Items from a dataset
○ ○ ○ ○ ○
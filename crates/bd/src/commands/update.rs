//! `bd update` -- update issue fields.

use anyhow::{bail, Context, Result};

use beads_core::enums::{IssueType, Status};
use beads_storage::{IssueUpdates, SqliteStore, Storage};

use crate::cli::UpdateArgs;
use crate::context::RuntimeContext;
use crate::output::{output_json, populate_labels};

/// Execute the `bd update` command.
pub fn run(ctx: &RuntimeContext, args: &UpdateArgs) -> Result<()> {
    if ctx.readonly {
        bail!("cannot update issues in read-only mode");
    }

    let db_path = ctx.db_file()?;
    if !db_path.exists() {
        bail!(
            "no beads database found at {}\nHint: run 'bd init' to create a database",
            db_path.display()
        );
    }

    let store = SqliteStore::open(&db_path)
        .with_context(|| format!("failed to open database: {}", db_path.display()))?;

    store
        .get_issue(&args.id)
        .with_context(|| format!("issue '{}' not found", args.id))?;

    let mut updates = IssueUpdates::default();
    let mut changes: Vec<String> = Vec::new();

    if let Some(title) = &args.title {
        changes.push(format!("title -> {}", title));
        updates.title = Some(title.clone());
    }
    if let Some(desc) = &args.description {
        changes.push("description updated".to_string());
        updates.description = Some(desc.clone());
    }
    if let Some(design) = &args.design {
        changes.push("design updated".to_string());
        updates.design = Some(design.clone());
    }
    if let Some(ac) = &args.acceptance_criteria {
        changes.push("acceptance criteria updated".to_string());
        updates.acceptance_criteria = Some(ac.clone());
    }
    if let Some(notes) = &args.notes {
        changes.push("notes updated".to_string());
        updates.notes = Some(notes.clone());
    }
    if let Some(t) = &args.issue_type {
        let normalized = IssueType::from(t.as_str()).normalize();
        changes.push(format!("type -> {}", normalized));
        updates.issue_type = Some(normalized);
    }
    if let Some(p) = &args.priority {
        let priority = parse_priority(p)?;
        changes.push(format!("priority -> P{}", priority));
        updates.priority = Some(priority);
    }
    if let Some(s) = &args.status {
        let status = Status::from(s.as_str());
        changes.push(format!("status -> {}", status));
        updates.status = Some(status);
    }

    if updates.is_empty() {
        bail!(
            "no fields to update. Specify at least one field flag (--title, --description, --design, --ac, --notes, --type, --priority, --status)"
        );
    }

    store
        .update_issue(&args.id, &updates, &ctx.actor)
        .with_context(|| format!("failed to update issue {}", args.id))?;

    if ctx.json {
        let mut issue = store.get_issue(&args.id)?;
        populate_labels(&store, &mut issue);
        output_json(&vec![issue]);
    } else if !ctx.quiet {
        println!("Updated {}", args.id);
        for change in &changes {
            println!("  {}", change);
        }
    }

    Ok(())
}

/// Parse a priority string.
fn parse_priority(s: &str) -> Result<i32> {
    let s = s.trim();
    let num_str = if s.starts_with('P') || s.starts_with('p') {
        &s[1..]
    } else {
        s
    };
    let p: i32 = num_str
        .parse()
        .with_context(|| format!("invalid priority '{}': expected 0-4 or P0-P4", s))?;
    if !(0..=4).contains(&p) {
        anyhow::bail!("priority must be between 0 and 4 (got {})", p);
    }
    Ok(p)
}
○ ○ ○ ○ ○
Copy every entry exactly, leaving nothing out.

TASK RESPONSE |
filename crates/bd/src/commands/update.rs
//! `bd update` -- update issue fields.

use anyhow::{bail, Context, Result};

use beads_core::enums::{IssueType, Status};
use beads_storage::{IssueUpdates, SqliteStore, Storage};

use crate::cli::UpdateArgs;
use crate::context::RuntimeContext;
use crate::output::{output_json, populate_labels};

/// Execute the `bd update` command.
pub fn run(ctx: &RuntimeContext, args: &UpdateArgs) -> Result<()> {
    if ctx.readonly {
        bail!("cannot update issues in read-only mode");
    }

    let db_path = ctx.db_file()?;
    if !db_path.exists() {
        bail!(
            "no beads database found at {}\nHint: run 'bd init' to create a database",
            db_path.display()
        );
    }

    let store = SqliteStore::open(&db_path)
        .with_context(|| format!("failed to open database: {}", db_path.display()))?;

    store
        .get_issue(&args.id)
        .with_context(|| format!("issue '{}' not found", args.id))?;

    let mut updates = IssueUpdates::default();
    let mut changes: Vec<String> = Vec::new();

    if let Some(title) = &args.title {
        changes.push(format!("title -> {}", title));
        updates.title = Some(title.clone());
    }
    if let Some(desc) = &args.description {
        changes.push("description updated".to_string());
        updates.description = Some(desc.clone());
    }
    if let Some(design) = &args.design {
        changes.push("design updated".to_string());
        updates.design = Some(design.clone());
    }
    if let Some(ac) = &args.acceptance_criteria {
        changes.push("acceptance criteria updated".to_string());
        updates.acceptance_criteria = Some(ac.clone());
    }
    if let Some(notes) = &args.notes {
        changes.push("notes updated".to_string());
        updates.notes = Some(notes.clone());
    }
    if let Some(t) = &args.issue_type {
        let normalized = IssueType::from(t.as_str()).normalize();
        changes.push(format!("type -> {}", normalized));
        updates.issue_type = Some(normalized);
    }
    if let Some(p) = &args.priority {
        let priority = parse_priority(p)?;
        changes.push(format!("priority -> P{}", priority));
        updates.priority = Some(priority);
    }
    if let Some(s) = &args.status {
        let status = Status::from(s.as_str());
        changes.push(format!("status -> {}", status));
        updates.status = Some(status);
    }

    if updates.is_empty() {
        bail!(
            "no fields to update. Specify at least one field flag (--title, --description, --design, --ac, --notes, --type, --priority, --status)"
        );
    }

    store
        .update_issue(&args.id, &updates, &ctx.actor)
        .with_context(|| format!("failed to update issue {}", args.id))?;

    if ctx.json {
        let mut issue = store.get_issue(&args.id)?;
        populate_labels(&store, &mut issue);
        output_json(&vec![issue]);
    } else if !ctx.quiet {
        println!("Updated {}", args.id);
        for change in &changes {
            println!("  {}", change);
        }
    }

    Ok(())
}

/// Parse a priority string.
fn parse_priority(s: &str) -> Result<i32> {
    let s = s.trim();
    let num_str = if s.starts_with('P') || s.starts_with('p') {
        &s[1..]
    } else {
        s
    };
    let p: i32 = num_str
        .parse()
        .with_context(|| format!("invalid priority '{}': expected 0-4 or P0-P4", s))?;
    if !(0..=4).contains(&p) {
        anyhow::bail!("priority must be between 0 and 4 (got {})", p);
    }
    Ok(p)
}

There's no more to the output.